Using AI to optimise sugarcane planting practices

Summary

Compared to whole-stick planters, growers using billet planters typically plant three to four times more seed cane to compensate for:
1. Uncertainties as to the viability of the seed cane which is reduced due to damage through the harvest-plant process and the planting of less-viable single node billets.
2. The compounding uncertainties in the measurements used when planting (bin weight, weight per billet, eyes per billet and percentage viable billets).
3. The mass-flow control mechanisms used offer little control with measured rates varying by more than 100% within a few metres.
4. Poor billet to soil contact can occur and is made worse by uneven billet distribution along the row. When clumping of planted billets occurs, adding more billets further exacerbates this problem.

Poor planting can lead to reduced yields as demonstrated by our Ballina trial where the mean gap between emerged plants was 59 cm which indicates a 30% loss in the yield potential for that field. While the trial field was not planted under ideal conditions, it demonstrates the potential impact. It is under non-ideal planting and early establishment conditions where poor planting is likely to significantly impact yield.

Typically, a grower must wait for the planted billets to establish before gaps become visible and then it is too late in the season to remedy. To compensate, a lot more billets are planted to try and avoid gaps as the operator cannot accurately:
1. Assess the quality of the seed cane.
2. Assess the number of eyes being planted per metre.
3. Control the feed of the planter for a uniform distribution down the furrow.
4. Control billet placement and associated bridging of billets.
Because growers/contractors cannot accurately measure actual planting rates, they continue to significantly overplant.

Acknowledgement
This project is fully funded by the Department of Primary Industries and managed by Sugar Research Australia.

Objectives

This project expands upon prior collaborations on multiple projects between Griffith University and industry, in particular:
• With Davco as part of the ARC Industrial Transformation Research Hub focused on enhancing farming productivity and disease prevention.
• With the SRA and Sunshine Sugar, ‘Billet Quality Assessment’ Small Milling Research Project.

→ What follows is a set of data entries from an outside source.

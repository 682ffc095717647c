//! Output module for statistics and control-surface responses
//!
//! This module handles:
//! - Collecting per-site and index-wide statistics
//! - The serializable response envelopes returned to callers

mod response;
pub mod stats;

pub use response::{ApiResponse, SearchResponse, StatisticsResponse};
pub use stats::{load_statistics, print_statistics, IndexStatistics, SiteStatistics, TotalStatistics};
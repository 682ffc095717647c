use crate::lemma::Language;
use serde::Deserialize;

/// Main configuration structure for Sitelex
#[derive(Debug, Clone, Deserialize)]
pub struct Config {
    #[serde(default)]
    pub crawler: CrawlerConfig,
    #[serde(rename = "user-agent")]
    pub user_agent: UserAgentConfig,
    #[serde(default)]
    pub storage: StorageConfig,
    #[serde(default)]
    pub lemmatizer: LemmatizerConfig,
    #[serde(default)]
    pub search: SearchConfig,
    #[serde(default, rename = "site")]
    pub sites: Vec<SiteEntry>,
}

/// Crawler behavior configuration
#[derive(Debug, Clone, Deserialize)]
#[serde(default)]
pub struct CrawlerConfig {
    /// Upper bound on sites crawled in parallel
    #[serde(rename = "max-concurrent-sites")]
    pub max_concurrent_sites: u32,

    /// Maximum number of in-flight page fetches per site
    #[serde(rename = "max-pages-in-flight")]
    pub max_pages_in_flight: u32,

    /// Per-request timeout (milliseconds)
    #[serde(rename = "request-timeout-ms")]
    pub request_timeout_ms: u64,

    /// Pause before each fetch (milliseconds)
    #[serde(rename = "request-delay-ms")]
    pub request_delay_ms: u64,

    /// How long a stopped run waits for site tasks before aborting them (milliseconds)
    #[serde(rename = "shutdown-grace-ms")]
    pub shutdown_grace_ms: u64,
}

impl Default for CrawlerConfig {
    fn default() -> Self {
        Self {
            max_concurrent_sites: 10,
            max_pages_in_flight: 8,
            request_timeout_ms: 10_000,
            request_delay_ms: 500,
            shutdown_grace_ms: 60_000,
        }
    }
}

/// User agent identification configuration
#[derive(Debug, Clone, Deserialize)]
pub struct UserAgentConfig {
    /// Name of the crawler
    #[serde(rename = "crawler-name")]
    pub crawler_name: String,

    /// Version of the crawler
    #[serde(rename = "crawler-version")]
    pub crawler_version: String,

    /// URL with information about the crawler
    #[serde(rename = "contact-url")]
    pub contact_url: String,

    /// Email address for crawler-related contact
    #[serde(rename = "contact-email")]
    pub contact_email: String,

    /// Referer header sent with every request
    #[serde(default)]
    pub referrer: Option<String>,
}

impl UserAgentConfig {
    /// Formats the User-Agent header value: `Name/Version (+ContactURL; ContactEmail)`
    pub fn header_value(&self) -> String {
        format!(
            "{}/{} (+{}; {})",
            self.crawler_name, self.crawler_version, self.contact_url, self.contact_email
        )
    }
}

/// Index store configuration
#[derive(Debug, Clone, Deserialize)]
#[serde(default)]
pub struct StorageConfig {
    /// Path to the SQLite database file
    #[serde(rename = "database-path")]
    pub database_path: String,
}

impl Default for StorageConfig {
    fn default() -> Self {
        Self {
            database_path: "./sitelex.db".to_string(),
        }
    }
}

/// Lemmatizer configuration
#[derive(Debug, Clone, Default, Deserialize)]
#[serde(default)]
pub struct LemmatizerConfig {
    /// Natural language whose alphabet and morphology are indexed
    pub language: Language,
}

/// Search behavior configuration
#[derive(Debug, Clone, Deserialize)]
#[serde(default)]
pub struct SearchConfig {
    /// Share of pages above which a lemma is too common to be used for matching
    #[serde(rename = "selectivity-threshold")]
    pub selectivity_threshold: f64,

    /// Minimum number of pages in the search scope before the threshold applies
    #[serde(rename = "selectivity-min-pages")]
    pub selectivity_min_pages: u64,

    /// Maximum snippet length in characters
    #[serde(rename = "snippet-length")]
    pub snippet_length: usize,

    /// Page size used when the caller gives no limit
    #[serde(rename = "default-limit")]
    pub default_limit: usize,
}

impl Default for SearchConfig {
    fn default() -> Self {
        Self {
            selectivity_threshold: 0.8,
            selectivity_min_pages: 2,
            snippet_length: 240,
            default_limit: 20,
        }
    }
}

/// A site to crawl and index
#[derive(Debug, Clone, Deserialize)]
pub struct SiteEntry {
    /// Base URL; every page under it belongs to the site
    pub url: String,

    /// Human-readable site name
    pub name: String,
}
//! Response envelopes of the control surface
//!
//! Every operation answers with `result: true` and its payload, or
//! `result: false` and a user-facing error message.

use crate::output::stats::IndexStatistics;
use crate::search::SearchResult;
use crate::SitelexError;
use serde::Serialize;

/// Outcome of an operation without a payload
#[derive(Debug, Clone, Serialize)]
pub struct ApiResponse {
    pub result: bool,
    #[serde(skip_serializing_if = "Option::is_none")]
    pub error: Option<String>,
}

impl ApiResponse {
    pub fn ok() -> Self {
        Self {
            result: true,
            error: None,
        }
    }

    pub fn failed(error: &SitelexError) -> Self {
        Self {
            result: false,
            error: Some(error.public_message()),
        }
    }
}

#[derive(Debug, Clone, Serialize)]
pub struct SearchResponse {
    pub result: bool,
    #[serde(skip_serializing_if = "Option::is_none")]
    pub count: Option<usize>,
    #[serde(skip_serializing_if = "Option::is_none")]
    pub data: Option<Vec<SearchResult>>,
    #[serde(skip_serializing_if = "Option::is_none")]
    pub error: Option<String>,
}

impl SearchResponse {
    pub fn failed(error: &SitelexError) -> Self {
        Self {
            result: false,
            count: None,
            data: None,
            error: Some(error.public_message()),
        }
    }
}

#[derive(Debug, Clone, Serialize)]
pub struct StatisticsResponse {
    pub result: bool,
    #[serde(skip_serializing_if = "Option::is_none")]
    pub statistics: Option<IndexStatistics>,
    #[serde(skip_serializing_if = "Option::is_none")]
    pub error: Option<String>,
}

impl StatisticsResponse {
    pub fn failed(error: &SitelexError) -> Self {
        Self {
            result: false,
            statistics: None,
            error: Some(error.public_message()),
        }
    }
}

The project aims to improve planting by developing a System with AI capabilities that can measure billet planting rates and assess billet viability. This system can be used at either:
• The seed cane harvester to provide early notification of seed cane quality issues, or
• On the planter, with the capability to provide real-time feedback included the option of closed loop planter control.

The project will explore how this real-time information can be used to improve planting with the primary objectives of a more uniform strike with fewer gaps whilst using less seed cane. We will investigate:

1. Reducing machinery and agrochemical inputs and associated environmental benefits.
2. Monitoring of seed cane quality at the harvester.
3. Impact of seed delivery chute configurations.
4. Uniformity of delivery across rows for multi-row planters.
5. Impact of germination potential of rubber versus steel rollers.
6. The feasibility of closed-loop control of the billet feed.
7. Relative performance of different planting mechanisms.
8. Agronomic impacts of changes to planter configurations.
9. Providing manufacturers with immediate quantitative feedback to improve their designs.
10. How the system can provide industry with a tool for ongoing research.
11. How the system can be used for more effective demonstrations.

Expected Outputs

• AI model for billet viability assessment.
• Real-time monitoring system for planting rates and viability of billets.
• Field trial data and reports on agronomic impacts of planter configurations.
• Publications, presentations, and industry engagement materials.
• Final recommendations for planter design and industry adoption strategies.

Expected Outcomes

This project aims to provide the industry with a low-cost, easy-to-use, robust tool enabling growers and contractors to measure viable nodes planted per metre. This can lead to several significant changes:

Planting Management: Growers will be able to continuously assess billet quality at both at the harvester and planter as well as actual planting rates in real-time, empowering better-informed agronomic decisions and equipment choices.
Closed Loop Control: Closed loop control will enable further improved uniformity of planting distribution with the possibility of filling in non-viable billets.
Economic: Improved measurement accuracy could reduce the required seed-cane from 10 to 8 tons/ha (or less), saving approximately $98 million annually by redirecting saved cane to the mill. Reducing gaps could potentially increase yields by 1%, adding $29 million annually to the industry.
Adoption: Initial adoption is expected to be slow. Broader adoption will follow as the benefits are demonstrated which is likely to be subsequent to this project.
Decision-Making: Detailed performance reports on planting mechanisms and harvester modifications will enable growers to make informed equipment decisions.
Training and Extension: Field days, conferences, and publications will enhance the knowledge and skills of the community, driving improvements in planting efficiency, economic performance, and sustainability across the industry.
Licensing: There is potential to license the technology in Australia and to manufacturers in other sugarcane growing countries.